PROBLEM TO SOLVE: In the material below, transcribe every line from the first through the line holding "use crate::database::repositories::GroupRepository;", exactly, and stop after that line.

AVAILABLE DATA:
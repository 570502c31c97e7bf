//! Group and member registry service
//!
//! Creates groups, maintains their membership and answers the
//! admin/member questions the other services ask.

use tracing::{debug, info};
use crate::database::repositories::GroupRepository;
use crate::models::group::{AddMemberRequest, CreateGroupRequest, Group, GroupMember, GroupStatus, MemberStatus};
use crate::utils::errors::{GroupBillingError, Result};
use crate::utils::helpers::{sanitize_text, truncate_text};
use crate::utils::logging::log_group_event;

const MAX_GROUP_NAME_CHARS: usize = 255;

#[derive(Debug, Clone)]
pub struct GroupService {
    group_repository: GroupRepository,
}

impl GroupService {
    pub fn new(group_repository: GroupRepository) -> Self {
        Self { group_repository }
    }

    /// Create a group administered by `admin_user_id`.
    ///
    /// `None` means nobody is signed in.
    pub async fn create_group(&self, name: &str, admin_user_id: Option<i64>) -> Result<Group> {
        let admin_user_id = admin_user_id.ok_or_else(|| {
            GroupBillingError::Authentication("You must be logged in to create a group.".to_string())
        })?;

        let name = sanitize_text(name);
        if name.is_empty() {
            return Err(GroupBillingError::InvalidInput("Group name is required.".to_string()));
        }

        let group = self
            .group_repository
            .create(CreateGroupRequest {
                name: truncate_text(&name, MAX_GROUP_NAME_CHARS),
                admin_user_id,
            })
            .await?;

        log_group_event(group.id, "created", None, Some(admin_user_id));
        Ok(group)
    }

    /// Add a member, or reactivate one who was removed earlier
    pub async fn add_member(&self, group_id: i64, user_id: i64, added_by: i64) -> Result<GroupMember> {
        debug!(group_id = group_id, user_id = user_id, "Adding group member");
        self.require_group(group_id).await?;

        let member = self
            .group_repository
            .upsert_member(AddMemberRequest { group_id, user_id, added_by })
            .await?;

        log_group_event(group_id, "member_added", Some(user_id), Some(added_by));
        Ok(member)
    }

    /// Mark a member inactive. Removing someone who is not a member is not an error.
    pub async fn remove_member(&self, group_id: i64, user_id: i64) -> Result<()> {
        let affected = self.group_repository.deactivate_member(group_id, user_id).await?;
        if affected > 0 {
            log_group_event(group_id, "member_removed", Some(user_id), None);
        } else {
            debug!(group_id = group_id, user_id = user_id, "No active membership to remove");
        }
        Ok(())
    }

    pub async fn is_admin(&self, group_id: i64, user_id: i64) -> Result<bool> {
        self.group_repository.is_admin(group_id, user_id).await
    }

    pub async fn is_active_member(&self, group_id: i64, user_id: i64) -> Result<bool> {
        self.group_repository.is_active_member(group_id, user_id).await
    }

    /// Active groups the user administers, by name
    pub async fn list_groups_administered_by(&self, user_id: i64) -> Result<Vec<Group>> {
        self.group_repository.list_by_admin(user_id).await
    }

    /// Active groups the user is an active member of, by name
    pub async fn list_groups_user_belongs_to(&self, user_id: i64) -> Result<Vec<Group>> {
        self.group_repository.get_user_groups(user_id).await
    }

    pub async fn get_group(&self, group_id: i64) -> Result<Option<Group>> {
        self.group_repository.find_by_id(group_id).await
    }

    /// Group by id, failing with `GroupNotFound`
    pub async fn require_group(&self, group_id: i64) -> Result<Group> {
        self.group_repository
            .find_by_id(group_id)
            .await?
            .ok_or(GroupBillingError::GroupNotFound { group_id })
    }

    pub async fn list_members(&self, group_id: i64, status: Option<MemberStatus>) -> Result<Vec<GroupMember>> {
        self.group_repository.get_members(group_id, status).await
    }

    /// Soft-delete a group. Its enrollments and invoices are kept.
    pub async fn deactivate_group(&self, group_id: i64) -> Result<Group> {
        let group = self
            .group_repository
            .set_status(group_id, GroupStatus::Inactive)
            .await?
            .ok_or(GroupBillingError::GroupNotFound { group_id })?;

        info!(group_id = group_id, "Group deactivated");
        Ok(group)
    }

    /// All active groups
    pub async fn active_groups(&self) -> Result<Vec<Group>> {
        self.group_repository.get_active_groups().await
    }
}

ANSWER TO THE EXERCISE:
repository 570502c31c97e7bf
//! Group and member registry service
//!
//! Creates groups, maintains their membership and answers the
//! admin/member questions the other services ask.

use tracing::{debug, info};
use crate::database::repositories::GroupRepository;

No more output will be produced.